Меня так увлекла эта мысль, что я даже забыл про свою идею-фикс — искать Костика. Попадись он сейчас на улице, я прошёл бы мимо, не обратив внимания, лишь бы не терять драгоценных минут.
В ближайшем телефоне-автомате я набрал номер редакции. Лёха опять оказался на месте.
— Слушай, старик, — начал я, переходя на его манеру общения, — научи, как выйти на вашего главного. Позарез надо.
— Это ещё зачем? — заосторожничал Лёха, почувствовав неладное.
— Хочу с ним о статье поболтать.
— Ну, ты даёшь! Если догадаются, что инфа пошла от меня…
— Да брось ты! Я не конкурирующая фирма, ваши сенсации — мне до фени!
— Какая, нахрен, конкуренция?! Главный с тобой и разговаривать не станет!
— Ну, с этим я как-нибудь сам разберусь. И тебя не сдам, не бойся. Подскажи лишь, где он сейчас и у кого статья.
— Главный у себя в берлоге, а статья на вёрстке. Сверстают — сразу повезут в типографию.
— Вот и прекрасно. Лечу к вам.
— Ох, ты меня под монастырь подведёшь, — окончательно струхнул Лёха, — связался я с тобой…
Тут я не удержался от того, чтобы не съязвить:
— Не плачь, девица, о потерянной чести, не надо было пить шампанское с гусарами…

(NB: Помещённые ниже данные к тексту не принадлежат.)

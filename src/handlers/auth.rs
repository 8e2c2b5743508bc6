use crate::error::AppError;
use crate::middlewares::bearer_token;
use crate::models::*;
use crate::services::AuthService;
use actix_web::{HttpRequest, HttpResponse, ResponseError, Result, web};
use serde_json::json;

#[utoipa::path(
    post,
    path = "/auth/login",
    tag = "auth",
    request_body = LoginRequest,
    responses(
        (status = 200, description = "Logged in", body = AuthResponse),
        (status = 401, description = "Invalid email or password")
    )
)]
pub async fn login(
    auth_service: web::Data<AuthService>,
    request: web::Json<LoginRequest>,
) -> Result<HttpResponse> {
    match auth_service.login(request.into_inner()).await {
        Ok(response) => Ok(HttpResponse::Ok().json(json!({
            "success": true,
            "data": response
        }))),
        Err(e) => Ok(e.error_response()),
    }
}

#[utoipa::path(
    post,
    path = "/auth/refresh",
    tag = "auth",
    security(
        ("bearer_auth" = [])
    ),
    responses(
        (status = 200, description = "New access token issued", body = RefreshResponse),
        (status = 401, description = "Invalid refresh token")
    )
)]
pub async fn refresh(auth_service: web::Data<AuthService>, req: HttpRequest) -> Result<HttpResponse> {
    let Some(token) = bearer_token(req.headers()) else {
        return Ok(AppError::AuthError("Missing refresh token".to_string()).error_response());
    };

    match auth_service.refresh_token(token).await {
        Ok(response) => Ok(HttpResponse::Ok().json(json!({
            "success": true,
            "data": response
        }))),
        Err(e) => Ok(e.error_response()),
    }
}

#[utoipa::path(
    post,
    path = "/auth/logout",
    tag = "auth",
    security(
        ("bearer_auth" = [])
    ),
    responses(
        (status = 200, description = "Logged out")
    )
)]
pub async fn logout() -> Result<HttpResponse> {
    // tokens are stateless; the client discards them
    Ok(HttpResponse::Ok().json(json!({
        "success": true,
        "message": "Logged out"
    })))
}

pub fn auth_config(cfg: &mut web::ServiceConfig) {
    cfg.service(
        web::scope("/auth")
            .route("/login", web::post().to(login))
            .route("/refresh", web::post().to(refresh))
            .route("/logout", web::post().to(logout)),
    );
}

В редакции областной газеты я уже бывал и ориентировался здесь сносно. Кабинет главного на третьем этаже, так что отыщу без подсказок. Лишних свидетелей своего присутствия иметь сейчас не очень хотелось бы. На худой конец, прикинемся занудой-посетителем, одним из тех, кто постоянно ошивается по редакциям с кипой графоманских стишков или косноязыких фельетонов. Хоть и не лучший вариант, но подозрений меньше.